1. MRC Centre for Synaptic Plasticity, Department of Anatomy, University of Bristol, Bristol BS8 1TD, UK

Correspondence to: John T. R. Isaac¹ Correspondence and requests for materials should be addressed to J.I.

Abstract

Most of the fast excitatory synaptic transmission in the mammalian brain is mediated by ionotrophic glutamate receptors, of which there are three subtypes: AMPA (-amino-3-hydroxyl-5-methyl-4-isoxazolepropionate), NMDA (N -methyl-D-aspartate) and kainate. Although kainate-receptor subunits (GluR5–7, KA1 and 2) are widely expressed in the mammalian central nervous system¹,², little is known about their function.

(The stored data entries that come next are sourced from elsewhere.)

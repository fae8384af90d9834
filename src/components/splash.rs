use crate::components::banner_frames::{
    BannerColor, BannerTheme, ball_glyph, net_column, rally_position, resolve, title_rows,
};
use padel_core::ClubSummary;
use tui::buffer::Buffer;
use tui::layout::{Alignment, Constraint, Layout, Rect};
use tui::text::{Line, Span};
use tui::widgets::{Block, BorderType, Borders, Paragraph, Widget};

const COURT_HEIGHT: u16 = 3;

/// Intro screen: the club at a glance over a rally that never ends.
pub struct ClubSplash<'a> {
    /// `None` until a snapshot has loaded.
    pub summary: Option<&'a ClubSummary>,
    /// Shown in place of the figures while there is no summary.
    pub status: &'a str,
    pub frame: usize,
    pub tick: u64,
    pub theme: BannerTheme,
}

impl Widget for ClubSplash<'_> {
    fn render(self, area: Rect, buf: &mut Buffer) {
        let name = self.summary.map_or("padeltui", |s| s.name.as_str());
        let block = Block::default()
            .borders(Borders::ALL)
            .border_type(BorderType::Double)
            .border_style(resolve(BannerColor::Primary, self.theme))
            .title(Line::from(format!(" {name} ")).centered());
        let inner = block.inner(area);
        block.render(area, buf);
        if inner.is_empty() {
            return;
        }

        let big_title = inner.width as usize > title_rows()[0].len() && inner.height >= 9;
        let [title_area, court_area, facts_area] = Layout::vertical([
            Constraint::Length(if big_title { 4 } else { 1 }),
            Constraint::Length(COURT_HEIGHT),
            Constraint::Fill(1),
        ])
        .areas(inner);

        let title: Vec<Line> = if big_title {
            title_rows().iter().map(|row| Line::from(*row)).collect()
        } else {
            vec![Line::from("PADEL TUI")]
        };
        Paragraph::new(title)
            .style(resolve(BannerColor::Accent, self.theme))
            .alignment(Alignment::Center)
            .render(title_area, buf);

        draw_court(&self, court_area, buf);

        Paragraph::new(self.facts())
            .alignment(Alignment::Center)
            .render(facts_area, buf);
    }
}

impl ClubSplash<'_> {
    fn facts(&self) -> Vec<Line<'static>> {
        let Some(summary) = self.summary else {
            return vec![Line::from(self.status.to_string())];
        };
        let figure = |n: usize| Span::styled(n.to_string(), resolve(BannerColor::Secondary, self.theme));
        let mut lines = vec![Line::from(vec![
            figure(summary.in_progress),
            Span::raw(" in progress · "),
            figure(summary.upcoming),
            Span::raw(" upcoming · "),
            figure(summary.pending_requests),
            Span::raw(" membership requests pending"),
        ])];
        lines.push(match &summary.next_match {
            Some(next) => Line::from(format!(
                "Next: {}, {} vs {}, {}",
                next.tournament, next.pairs[0], next.pairs[1], next.when
            )),
            None => Line::styled(
                "No knockout matches scheduled",
                resolve(BannerColor::Dim, self.theme),
            ),
        });
        lines
    }
}

/// Ground line with the net in the middle and the ball in flight.
fn draw_court(splash: &ClubSplash, area: Rect, buf: &mut Buffer) {
    if area.height < COURT_HEIGHT || area.width < 3 {
        return;
    }
    let ground = area.y + COURT_HEIGHT - 1;
    let line = resolve(BannerColor::Primary, splash.theme);
    buf.set_string(area.x, ground, "─".repeat(area.width as usize), line);

    let net = area.x + net_column(area.width);
    buf.set_string(net, ground - 1, "┃", resolve(BannerColor::Shadow, splash.theme));
    buf.set_string(net, ground, "┻", line);

    let (x, lift) = rally_position(splash.tick, area.width);
    buf.set_string(
        area.x + x,
        ground - lift,
        ball_glyph(splash.frame),
        resolve(BannerColor::Secondary, splash.theme),
    );
}
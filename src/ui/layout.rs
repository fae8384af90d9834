use tui::layout::{Constraint, Layout, Rect, Size};
pub const TAB_BAR_HEIGHT: u16 = 3;
pub const LOG_PANE_HEIGHT: u16 = 10;

/// Pre-computed layout areas for the main draw loop.
pub struct LayoutAreas {
    pub tab_bar: [Rect; 2],
    pub main: Rect,
    /// Zero-sized while the log pane is hidden.
    pub logs: Rect,
}

impl LayoutAreas {
    pub fn new(size: Size) -> Self {
        let rect = Rect::new(0, 0, size.width, size.height);
        Self::from_rect(rect, false, false)
    }

    pub fn update(&mut self, area: Rect, full_screen: bool, show_logs: bool) {
        *self = Self::from_rect(area, full_screen, show_logs);
    }

    fn from_rect(area: Rect, full_screen: bool, show_logs: bool) -> Self {
        let tab_height = if full_screen { 0 } else { TAB_BAR_HEIGHT };
        let log_height = if show_logs { LOG_PANE_HEIGHT } else { 0 };

        let [tab, main, logs] = Layout::vertical([
            Constraint::Length(tab_height),
            Constraint::Fill(1),
            Constraint::Length(log_height),
        ])
        .areas(area);

        LayoutAreas {
            tab_bar: if full_screen { [Rect::ZERO, Rect::ZERO] } else { Self::split_tab_bar(tab) },
            main,
            logs: if show_logs { logs } else { Rect::ZERO },
        }
    }

    fn split_tab_bar(area: Rect) -> [Rect; 2] {
        Layout::horizontal([Constraint::Percentage(85), Constraint::Percentage(15)]).areas(area)
    }
}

The development of pharmacological agents that distinguish between AMPA and kainate receptors has now allowed the functions of kainate receptors to be investigated³,⁴. The modulation of synaptic transmission by kainate receptors⁵,⁶,⁷ and their synaptic activation⁸,⁹,¹⁰,¹¹,¹²,¹³,¹⁴ in a variety of brain regions have been reported. The expression of kainate receptor subunits is developmentally regulated¹,² but their role in plasticity and development is unknown. Here we show that developing thalamocortical synapses express postsynaptic kainate receptors as well as AMPA receptors; however, the two receptor subtypes do not co-localize. During the critical period for experience-dependent plasticity, the kainate-receptor contribution to transmission decreases; a similar decrease occurs when long-term potentiation is induced in vitro. This indicates that during development there is activity-dependent regulation of the expression of kainate receptors at thalamocortical synapses.